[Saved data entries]
◇ ◇ ◇ ◇ ◇ ◇ ◇

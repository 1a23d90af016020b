use drop_bomb::DropBomb;
use kifu_board::BoardEngine;
use kifu_errors::Diagnostics;
use kifu_scanner::{Scanner, Token, TokenKind};
use kifu_tree::{GameTree, NodeIdx, TreeError};
use text_size::TextRange;

use crate::ParseOptions;
use crate::stats::Statistics;

/// Deepest `(` nesting accepted before the parse is abandoned.
pub(crate) const MAX_NESTING: usize = 1000;

pub(crate) struct Parser<'t, 'o, B> {
    text: &'t str,
    scanner: Scanner<'t>,
    pub(crate) tree: GameTree<B>,
    pub(crate) options: &'o ParseOptions,
    pub(crate) stats: Option<&'o mut Statistics>,
    diagnostics: Diagnostics,
    pub(crate) nesting: usize,
    pub(crate) limit_reached: bool,
    pub(crate) aborted: bool,
}

impl<'t, 'o, B: BoardEngine> Parser<'t, 'o, B> {
    pub(crate) fn new(
        text: &'t str,
        options: &'o ParseOptions,
        tree: GameTree<B>,
        stats: Option<&'o mut Statistics>,
    ) -> Self {
        Self {
            text,
            scanner: Scanner::new(text),
            tree,
            options,
            stats,
            diagnostics: Diagnostics::new(),
            nesting: 0,
            limit_reached: false,
            aborted: false,
        }
    }

    pub(crate) fn peek(&self) -> Token {
        *self.scanner.peek()
    }

    pub(crate) fn peek_kind(&self) -> TokenKind {
        self.scanner.peek().kind
    }

    pub(crate) fn at(&self, kind: TokenKind) -> bool {
        self.peek_kind() == kind
    }

    /// `true` once the move limit or a fatal error ended the parse.
    pub(crate) fn stopped(&self) -> bool {
        self.limit_reached || self.aborted
    }

    pub(crate) fn text_of(&self, token: &Token) -> &'t str {
        &self.text[token.range]
    }

    pub(crate) fn advance(&mut self) -> Token {
        let token = self.scanner.next_token();
        for error in self.scanner.take_errors() {
            self.diagnostics.error(error.message, error.range);
        }
        token
    }

    /// Consumes the current token whatever it is, reporting it unless it is
    /// `kind`.
    pub(crate) fn expect(&mut self, kind: TokenKind) -> Token {
        if !self.at(kind) {
            self.error_expected(kind.describe());
        }
        self.advance()
    }

    pub(crate) fn error_expected(&mut self, what: &str) {
        let token = self.peek();
        let mut message = format!("expected {what}, found {}", token.kind.describe());
        if matches!(token.kind, TokenKind::IDENT | TokenKind::VALUE) {
            message.push(' ');
            message.push_str(self.text_of(&token));
        }
        self.error(message, token.range);
    }

    /// Structural errors are not reported once the move limit was reached.
    pub(crate) fn error(&mut self, message: impl Into<String>, range: TextRange) {
        if !self.limit_reached {
            self.diagnostics.error(message, range);
        }
    }

    pub(crate) fn warning(&mut self, message: impl Into<String>, range: TextRange) {
        self.diagnostics.warning(message, range);
    }

    pub(crate) fn fatal(&mut self, message: impl Into<String>, range: TextRange) {
        self.aborted = true;
        self.diagnostics.fatal(message, range);
    }

    /// Reports a failed tree update with the severity it deserves.
    pub(crate) fn tree_error(&mut self, error: TreeError, range: TextRange) {
        match error {
            TreeError::Capacity(error) => self.fatal(error.to_string(), range),
            TreeError::NoProperties(_) => {
                self.error("a property cannot follow S in the same node", range);
            }
        }
    }

    pub(crate) fn finish(mut self) -> (GameTree<B>, Diagnostics, bool, bool) {
        self.diagnostics.normalize();
        (self.tree, self.diagnostics, self.limit_reached, self.aborted)
    }
}

/// A parenthesised variation being read. Completing it walks from the leaf it
/// ended on back to the branch point, undoing the board as it goes.
pub(crate) struct Variation {
    branch: NodeIdx,
    bomb: DropBomb,
}

impl Variation {
    pub(crate) fn open(branch: NodeIdx) -> Self {
        Self { branch, bomb: DropBomb::new("Variation must be either completed or abandoned") }
    }

    pub(crate) fn complete<B: BoardEngine>(mut self, p: &mut Parser<'_, '_, B>, leaf: NodeIdx) {
        self.bomb.defuse();
        let mut current = leaf;
        while current != self.branch {
            let depth = p.tree.node(current).move_depth();
            while p.tree.board().depth() > depth {
                p.tree.board_mut().undo();
            }
            match p.tree.parent(current) {
                Some(parent) => current = parent,
                None => break,
            }
        }
    }

    /// Leaves the board as it is; used when parsing stops inside the
    /// variation.
    pub(crate) fn abandon(mut self) {
        self.bomb.defuse();
    }
}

◇ ◇ ◇ ◇ ◇ ◇ ◇

[Aim of the exercise]
From the entries, report each line that includes the word "DropBomb".

[Output for this exercise]
use drop_bomb::DropBomb;
    bomb: DropBomb,
        Self { branch, bomb: DropBomb::new("Variation must be either completed or abandoned") }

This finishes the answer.